Возвращаясь с «Амура», я был совсем… расстроен.
«Как? – думалось мне, – не рисковать?.. Но ведь вся война – это сплошной риск и людьми, и судами! Разве любая атака миноносца, даже в самых благоприятных условиях, не есть, с точки зрения благоразумной осторожности, самый отчаянный риск?.. Беречь свое судно?.. Но ведь если его берегут в мирное время, то единственно для боя! Если беречь суда от встречи с неприятелем, то лучше всего было бы спрятать их в неприступные гавани, но тогда на кой черт самый флот?!»
«Не рисковать» – вот формула, которой с одинаковым успехом держались Алексеев – на море, а Куропаткин – на суше.
Сколько раз вспоминал я эту формулу в течение войны, вспоминал со злобой, с проклятием… Ведь рискнуть все-таки пришлось, но только уже после целого ряда неудач, бесплодно растратив немало сил, не использовав первого подъема духа… В результате – Мукден и Цусима…

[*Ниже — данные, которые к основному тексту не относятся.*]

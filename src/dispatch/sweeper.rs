use std::sync::Arc;

use chrono::{DateTime, Utc};
use tokio_util::sync::CancellationToken;

use crate::config::DispatchConfig;
use crate::dispatch::dispatcher::Dispatcher;
use crate::dispatch::lease::{Lease, LeaseOutcome, LeaseStatus};
use crate::dispatch::stats::StatField;
use crate::dispatch::store::{record_stat, with_retry, LeaseStore, StatStore};
use crate::error::{DispatchError, Result};

/// Periodic scan that expires stale leases and reassigns their orders.
///
/// Safe to run concurrently with confirmations and with other sweeps: every
/// expiry is a conditional transition, so whichever actor reaches a lease
/// first wins and the others skip it.
pub struct ExpirySweeper {
    dispatcher: Arc<Dispatcher>,
    leases: Arc<dyn LeaseStore>,
    stats: Arc<dyn StatStore>,
    config: DispatchConfig,
}

impl ExpirySweeper {
    pub fn new(
        dispatcher: Arc<Dispatcher>,
        leases: Arc<dyn LeaseStore>,
        stats: Arc<dyn StatStore>,
        config: DispatchConfig,
    ) -> Self {
        Self {
            dispatcher,
            leases,
            stats,
            config,
        }
    }

    /// Expire every assigned lease past its TTL and reassign each affected
    /// order. Returns how many leases this invocation transitioned.
    pub fn sweep(&self) -> Result<usize> {
        self.sweep_at(Utc::now())
    }

    /// Clock-injected variant of [`sweep`](Self::sweep).
    pub fn sweep_at(&self, now: DateTime<Utc>) -> Result<usize> {
        let cutoff = now - self.config.lease_ttl();
        let stale = with_retry("find_assigned_older_than", || {
            self.leases.find_assigned_older_than(cutoff)
        })?;

        let mut expired = 0usize;
        for lease in stale {
            let won = with_retry("conditional_transition", || {
                self.leases.conditional_transition(
                    lease.id,
                    LeaseStatus::Assigned,
                    LeaseOutcome::Expired { at: now },
                )
            })?;
            if !won {
                // Another sweep or a late confirmation got there first.
                tracing::debug!(lease = %lease.id, order = %lease.order, "Lease already transitioned, skipping");
                continue;
            }
            expired += 1;
            record_stat(self.stats.as_ref(), lease.watchman, StatField::Expired, now);
            tracing::info!(
                order = %lease.order,
                watchman = %lease.watchman,
                age_secs = lease.age_secs(now),
                "Lease expired"
            );

            match self.reassign(&lease, now) {
                Ok(Some(next)) => {
                    tracing::info!(
                        order = %lease.order,
                        from = %lease.watchman,
                        to = %next.watchman,
                        "Order reassigned"
                    );
                }
                Ok(None) => {}
                Err(e) => {
                    tracing::warn!(order = %lease.order, error = %e, "Reassignment failed");
                }
            }
        }
        Ok(expired)
    }

    /// Create a replacement lease for an expired one, excluding the watchman
    /// who let it lapse. An exhausted pool is a steady-state condition: the
    /// order stays unassigned and the outcome is only logged.
    pub(crate) fn reassign(&self, prior: &Lease, now: DateTime<Utc>) -> Result<Option<Lease>> {
        let pick = match self.dispatcher.select(&[prior.watchman], now) {
            Ok(id) => id,
            Err(DispatchError::NoWatchmenAvailable) => {
                tracing::warn!(
                    order = %prior.order,
                    excluded = %prior.watchman,
                    "No watchmen available for reassignment, order left unassigned"
                );
                return Ok(None);
            }
            Err(e) => return Err(e),
        };

        let lease = Lease::reassignment(prior.order, pick, now, prior.id);
        match with_retry("insert", || self.leases.insert(lease.clone())) {
            Ok(()) => {}
            Err(DispatchError::AlreadyAssigned(_)) => {
                // A concurrent actor already replaced this lease.
                tracing::debug!(order = %prior.order, "Replacement lease already present");
                return Ok(None);
            }
            Err(e) => return Err(e),
        }
        record_stat(self.stats.as_ref(), pick, StatField::Assigned, now);
        Ok(Some(lease))
    }

    /// Drive [`sweep`](Self::sweep) on the configured interval until the
    /// token is cancelled. Store failures are logged and retried on the next
    /// tick; they never take the process down.
    pub async fn run(self: Arc<Self>, shutdown: CancellationToken) {
        let mut interval = tokio::time::interval(self.config.sweep_interval());
        tracing::info!(
            interval_secs = self.config.sweep_interval_secs,
            ttl_secs = self.config.lease_ttl_secs,
            "Expiry sweeper started"
        );
        loop {
            tokio::select! {
                _ = shutdown.cancelled() => {
                    tracing::info!("Expiry sweeper stopping");
                    break;
                }
                _ = interval.tick() => {
                    match self.sweep() {
                        Ok(0) => {}
                        Ok(n) => tracing::info!(expired = n, "Sweep expired stale leases"),
                        Err(e) => tracing::warn!(error = %e, "Sweep failed, retrying next tick"),
                    }
                }
            }
        }
    }
}
use chrono::{DateTime, Duration, Utc};
use serde::{Deserialize, Serialize};
use uuid::Uuid;

use crate::watchman::WatchmanId;

#[derive(Debug, Clone, Copy, PartialEq, Eq, Serialize, Deserialize)]
pub enum LeaseStatus {
    Assigned,
    Confirmed,
    Expired,
}

impl std::fmt::Display for LeaseStatus {
    fn fmt(&self, f: &mut std::fmt::Formatter<'_>) -> std::fmt::Result {
        match self {
            LeaseStatus::Assigned => write!(f, "assigned"),
            LeaseStatus::Confirmed => write!(f, "confirmed"),
            LeaseStatus::Expired => write!(f, "expired"),
        }
    }
}

/// One watchman's time-bounded claim on one order.
///
/// Leases are append-only: `Confirmed` and `Expired` are terminal, and an
/// expired lease may be succeeded by a replacement carrying
/// `reassigned_from`, forming the order's reassignment chain.
#[derive(Debug, Clone, Serialize, Deserialize)]
pub struct Lease {
    pub id: Uuid,
    pub order: Uuid,
    pub watchman: WatchmanId,
    pub status: LeaseStatus,
    pub created_at: DateTime<Utc>,
    pub confirmed_at: Option<DateTime<Utc>>,
    pub expired_at: Option<DateTime<Utc>>,
    /// Registered name of the confirming watchman.
    pub confirmed_by: Option<String>,
    /// Whole seconds between assignment and confirmation, floored.
    pub elapsed_secs: Option<i64>,
    /// Prior expired lease this one supersedes.
    pub reassigned_from: Option<Uuid>,
}

impl Lease {
    pub fn new(order: Uuid, watchman: WatchmanId, created_at: DateTime<Utc>) -> Self {
        Self {
            id: Uuid::new_v4(),
            order,
            watchman,
            status: LeaseStatus::Assigned,
            created_at,
            confirmed_at: None,
            expired_at: None,
            confirmed_by: None,
            elapsed_secs: None,
            reassigned_from: None,
        }
    }

    /// Replacement lease for an order whose prior lease expired.
    pub fn reassignment(
        order: Uuid,
        watchman: WatchmanId,
        created_at: DateTime<Utc>,
        prior: Uuid,
    ) -> Self {
        Self {
            reassigned_from: Some(prior),
            ..Self::new(order, watchman, created_at)
        }
    }

    pub fn is_terminal(&self) -> bool {
        self.status != LeaseStatus::Assigned
    }

    /// Seconds since assignment, floored.
    pub fn age_secs(&self, now: DateTime<Utc>) -> i64 {
        (now - self.created_at).num_seconds()
    }

    /// True once an assigned lease has outlived the TTL.
    pub fn is_stale(&self, now: DateTime<Utc>, ttl: Duration) -> bool {
        self.status == LeaseStatus::Assigned && now - self.created_at > ttl
    }
}

/// Terminal fields written together with a status transition.
///
/// A transition and its fields are applied in one conditional update so a
/// confirming watchman and a concurrent sweep cannot interleave.
#[derive(Debug, Clone)]
pub enum LeaseOutcome {
    Confirmed {
        at: DateTime<Utc>,
        by: String,
        elapsed_secs: i64,
    },
    Expired {
        at: DateTime<Utc>,
    },
}

impl LeaseOutcome {
    pub fn status(&self) -> LeaseStatus {
        match self {
            LeaseOutcome::Confirmed { .. } => LeaseStatus::Confirmed,
            LeaseOutcome::Expired { .. } => LeaseStatus::Expired,
        }
    }
}
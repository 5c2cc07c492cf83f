mod harness;

use harness::{badge, fixture, fixture_with, secs, t0};
use uuid::Uuid;

use watchpost::dispatch::{Lease, LeaseStatus, LeaseStore, StatStore};
use watchpost::error::DispatchError;

#[test]
fn assign_picks_lowest_badge_when_tied() {
    let fx = fixture();
    let order = Uuid::new_v4();

    let lease = fx.engine.dispatcher.assign_at(order, t0()).unwrap();

    assert_eq!(lease.watchman, badge(1));
    assert_eq!(lease.order, order);
    assert_eq!(lease.status, LeaseStatus::Assigned);
    assert_eq!(lease.created_at, t0());
    assert!(lease.reassigned_from.is_none());
}

#[test]
fn assign_prefers_least_loaded_watchman() {
    let fx = fixture();

    // W1 carries two fresh leases, W2 one, W3 three.
    for (watchman, count) in [(badge(1), 2), (badge(2), 1), (badge(3), 3)] {
        for _ in 0..count {
            fx.leases
                .insert(Lease::new(Uuid::new_v4(), watchman, t0()))
                .unwrap();
        }
    }

    let lease = fx
        .engine
        .dispatcher
        .assign_at(Uuid::new_v4(), t0() + secs(1))
        .unwrap();
    assert_eq!(lease.watchman, badge(2));
}

#[test]
fn stale_leases_do_not_count_toward_load() {
    let fx = fixture_with(&["mills", "reyes"]);

    // W1's only lease is long past the TTL and due to expire; W2's is fresh.
    fx.leases
        .insert(Lease::new(Uuid::new_v4(), badge(1), t0() - secs(400)))
        .unwrap();
    fx.leases
        .insert(Lease::new(Uuid::new_v4(), badge(2), t0()))
        .unwrap();

    let lease = fx.engine.dispatcher.assign_at(Uuid::new_v4(), t0()).unwrap();
    assert_eq!(lease.watchman, badge(1));
}

#[test]
fn assign_rejects_order_with_active_lease() {
    let fx = fixture();
    let order = Uuid::new_v4();

    fx.engine.dispatcher.assign_at(order, t0()).unwrap();
    let err = fx
        .engine
        .dispatcher
        .assign_at(order, t0() + secs(5))
        .unwrap_err();

    assert!(matches!(err, DispatchError::AlreadyAssigned(o) if o == order));
    // The failed attempt must not move counters.
    let stat = fx.stats.snapshot(badge(1)).unwrap().unwrap();
    assert_eq!(stat.total_assigned, 1);
}

#[test]
fn assign_fails_with_empty_pool_and_mutates_nothing() {
    let fx = fixture_with(&[]);
    let order = Uuid::new_v4();

    let err = fx.engine.dispatcher.assign_at(order, t0()).unwrap_err();

    assert!(matches!(err, DispatchError::NoWatchmenAvailable));
    assert!(fx.leases.find_active(order).unwrap().is_none());
    for b in 1..=5 {
        assert!(fx.stats.snapshot(badge(b)).unwrap().is_none());
    }
}

#[test]
fn assign_skips_off_duty_watchmen() {
    let fx = fixture();
    fx.directory.set_active(badge(1), false).unwrap();

    let lease = fx.engine.dispatcher.assign_at(Uuid::new_v4(), t0()).unwrap();
    assert_eq!(lease.watchman, badge(2));
}

#[test]
fn assign_increments_assigned_counter() {
    let fx = fixture();

    fx.engine.dispatcher.assign_at(Uuid::new_v4(), t0()).unwrap();
    fx.engine
        .dispatcher
        .assign_at(Uuid::new_v4(), t0() + secs(1))
        .unwrap();

    // Least-loaded spreads the two orders across W1 and W2.
    let w1 = fx.stats.snapshot(badge(1)).unwrap().unwrap();
    let w2 = fx.stats.snapshot(badge(2)).unwrap().unwrap();
    assert_eq!(w1.total_assigned, 1);
    assert_eq!(w2.total_assigned, 1);
}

Тогда, в то время, я, конечно, не знал и не мог знать, чем дело кончится, но, правдивый сам перед собою, в своем дневнике не мог не отметить, что в душе всецело присоединяюсь к тому глухому ропоту, который слышался кругом и который я по долгу службы старался утишить…
Полагаю, понятно, что, вернувшись домой на миноносец, я ни словом не обмолвился о моей беседе с адмиралом. Я считал, что то настроение задора, предприимчивости, жажды сцепиться, подраться, которое каким-то неведомым путем создалось и овладело офицерами и командой, – необходимое, первое условие успеха деятельности такого судна, как миноносец.
Я считал преступлением расхолаживать их, внушать, что мы не должны «рисковать» (Чем? Встречей с неприятелем?) и «беречь вверенное нам судно» (От чего? От неприятельских снарядов?).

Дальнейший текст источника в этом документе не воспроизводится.